» Your assignment:
Below are the entries; return every line among them that holds the word "ControlCommand".

» Input:

━━━━━━━━━━━━━━━━

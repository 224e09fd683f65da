use chrono::{DateTime, NaiveTime, Utc};
use serde::{Deserialize, Serialize};
use utoipa::ToSchema;
use uuid::Uuid;

use crate::{
    control::ControlCommand,
    models::{SensorReading, SettingsSnapshot},
    settings::SettingsUpdate,
};

/// Request body for `PUT /settings`.
#[derive(Debug, Deserialize, ToSchema)]
pub struct SettingsRequest {
    /// Fan threshold, degrees Celsius.
    pub user_temp: f64,
    /// Light on-time: `"HH:MM:SS"` or `"sunset"`.
    #[schema(example = "sunset")]
    pub user_light: String,
    /// How long the light stays on, e.g. `"4h"`, `"30m"`, `"1h30m"`.
    #[schema(example = "1h30m")]
    pub light_duration: String,
}

impl From<SettingsRequest> for SettingsUpdate {
    fn from(r: SettingsRequest) -> Self {
        Self {
            temperature_threshold: r.user_temp,
            light_on: r.user_light,
            light_duration: r.light_duration,
        }
    }
}

#[derive(Debug, Serialize, Deserialize, ToSchema)]
pub struct SettingsDto {
    /// Regenerated on every update.
    #[serde(rename = "_id")]
    pub id: Uuid,
    pub user_temp: f64,
    #[schema(value_type = String, example = "18:00:00")]
    pub user_light: NaiveTime,
    #[schema(value_type = String, example = "22:00:00")]
    pub light_time_off: NaiveTime,
    pub last_updated: DateTime<Utc>,
}

impl From<SettingsSnapshot> for SettingsDto {
    fn from(s: SettingsSnapshot) -> Self {
        Self {
            id: s.id,
            user_temp: s.temperature_threshold,
            user_light: s.light_on,
            light_time_off: s.light_off,
            last_updated: s.last_updated,
        }
    }
}

/// Request body for `POST /sensor-data`.
#[derive(Debug, Deserialize, ToSchema)]
pub struct SensorDataRequest {
    /// Degrees Celsius, must lie within [-20, 60].
    pub temperature: f64,
    pub presence: bool,
}

#[derive(Debug, Serialize, Deserialize, ToSchema)]
pub struct SensorReadingDto {
    pub temperature: f64,
    pub presence: bool,
    /// Server-assigned ingestion time (UTC).
    #[serde(rename = "datetime")]
    pub recorded_at: DateTime<Utc>,
}

impl From<SensorReading> for SensorReadingDto {
    fn from(r: SensorReading) -> Self {
        Self {
            temperature: r.temperature,
            presence: r.presence,
            recorded_at: r.recorded_at,
        }
    }
}

#[derive(Debug, Serialize, Deserialize, ToSchema)]
pub struct ControlDto {
    pub fan: bool,
    pub light: bool,
    pub timestamp: DateTime<Utc>,
}

impl From<ControlCommand> for ControlDto {
    fn from(c: ControlCommand) -> Self {
        Self {
            fan: c.fan,
            light: c.light,
            timestamp: c.evaluated_at,
        }
    }
}

#[derive(Debug, Serialize, Deserialize, ToSchema)]
pub struct StatusMessage {
    pub message: String,
    pub status: String,
}

impl StatusMessage {
    pub fn new(message: &str, status: &str) -> Self {
        Self {
            message: message.to_owned(),
            status: status.to_owned(),
        }
    }
}

/// Full system state, for diagnostics only.
#[derive(Debug, Serialize, Deserialize, ToSchema)]
pub struct DebugDto {
    pub settings: SettingsDto,
    pub latest_sensor: Option<SensorReadingDto>,
    pub sensor_count: usize,
    pub server_time: DateTime<Utc>,
    pub system_status: String,
}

━━━━━━━━━━━━━━━━

» Answer for the task:
    control::ControlCommand,
impl From<ControlCommand> for ControlDto {
    fn from(c: ControlCommand) -> Self {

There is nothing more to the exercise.